Captain Jack is an adult stray I picked up off the streets around my house. He's adapted quite well to indoor life. He doesn't even look like he wants to go back outside. He doesn't make mad dashes at the door when I open it. In fact, if I see him near the glass doors for the yard, I open the door and he's already leaving.

He has no litterbox issues and diligently uses them. The only think is he has a fixation with food. He will tell me rather loudly when it's almost time to feed him and he'll do almost anything for food. I think it has to do with his time on the street when food wasn't available on a consistent basis.

Another difference I noticed was he didn't know how to play! In the beginning, he was simply too scared to do anything. He spent a lot of time just watching Miu play but he'd be sitting there all tense. After a couple of months, he relaxed and finally he started to play with the toys. It was funny cuz he did it awkwardly like he'd never played with toys before.

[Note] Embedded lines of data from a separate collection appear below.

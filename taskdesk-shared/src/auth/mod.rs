/// Authentication and authorization utilities
///
/// This module provides the security primitives for Taskdesk:
///
/// # Modules
///
/// - [`jwt`]: Token service issuing and verifying signed identity tokens
/// - [`password`]: Argon2id password hashing and strength rules
/// - [`authorization`]: Ownership/role access policy
/// - [`middleware`]: Request gate turning a bearer token into an [`middleware::AuthContext`]
///
/// # Security Features
///
/// - **Password Hashing**: Argon2id with 64 MB memory, 3 iterations
/// - **Tokens**: HS256 signing, 7 day default expiry, stateless verification
/// - **Policy**: ADMIN may act on any task, USER only on owned tasks
///
/// # Example
///
/// ```
/// use taskdesk_shared::auth::jwt::TokenService;
/// use taskdesk_shared::models::user::Role;
/// use uuid::Uuid;
///
/// # fn example() -> Result<(), Box<dyn std::error::Error>> {
/// let tokens = TokenService::new("a-secret-key-that-is-at-least-32-bytes");
/// let token = tokens.issue(Uuid::new_v4(), "user@example.com", Role::User)?;
/// let identity = tokens.verify(&token)?;
/// assert_eq!(identity.role, Role::User);
/// # Ok(())
/// # }
/// ```

pub mod authorization;
pub mod jwt;
pub mod middleware;
pub mod password;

Depending on what happened to them, they might be skittish and wary. Since they may learn that as a defense mechanism. Captain Jack is the first one to run if anything seems untoward. New situations or people cause him concern whereas Miu is usually brave and curious. He'll run and perhaps hide while Miu will either investigate or sit off in the distance assessing the situation. I found repeated exposure helps him to accept things though. An example is the vacuum cleaner. He was frightened out of his mind at first, but now he'll allow it to come quite close before he walks off.


----------



## tghsmith (Dec 9, 2010)

tammi feral cat was trapped by us, she was a little more than a year old, had every parasite, looked like she had and lost kittens, and was the wildest of wildest things. she is now known as tammi lap magnate.. smokey was wild and making a good living off the birdfeeders, he lives in an outdoor kennel now, still shows his wild every now and then, but all in all is good cat,smokey tamed down in 2 months tammi was 2 year battle..


----------



## tarah44 (Jul 18, 2011)

Smirkitty said:


> TomTom was a stray, and the only difference we see is that he likes to bury his leftover supper to save for later. Needless to say it doesn't work that well with linoleum floors


Ha ha that made me laugh very loud! 

It's not exactly the same scenario but our Angel was born to a feral mom who abandoned her kittens at 4 weeks of age. My mom and a friend had to tear apart an old mouldy mattress to get to the kittens. It was in an old barn on my mom's friend property. She said she had not seen mom cat in days. It's been a long time so my numbers may be slightly off, but my mom brought 7 or 8 kittens home, a few died right away but she managed to save the rest and re-home saving the adorable Torbi with a blaze down her nose for us. Although she was very young Angel has been skittish her whole life. When we have multiple guests over we have to set her up in a room, otherwise she will hide in the most awkward places for hours after everyone is left. We spent 2 hours coaxing her out of a vent once. I don't mind having a skittish cat but she's not as bad as an adult stray or feral can be. She was socialized quite young so as long as it's never been a big issue for us. I think their instinctual impulses have a lot do to with their early years and experiences. Time and love will calm them down.....I think for adult strays it just takes a bit longer.


----------



## Goldtanker (Jan 9, 2011)

Midnight, the wild cat, refuses to produce any ID whatsoever,and, when pressed - Just pretends to be an innocent house-cat, licking his paw. Yeah - Right!


----------



## Straysmommy (Dec 23, 2010)

Alpaca, that all sounds just like Princess Gatita. A neighbor who adopted her litter mate at birth told me they were born in the street here. 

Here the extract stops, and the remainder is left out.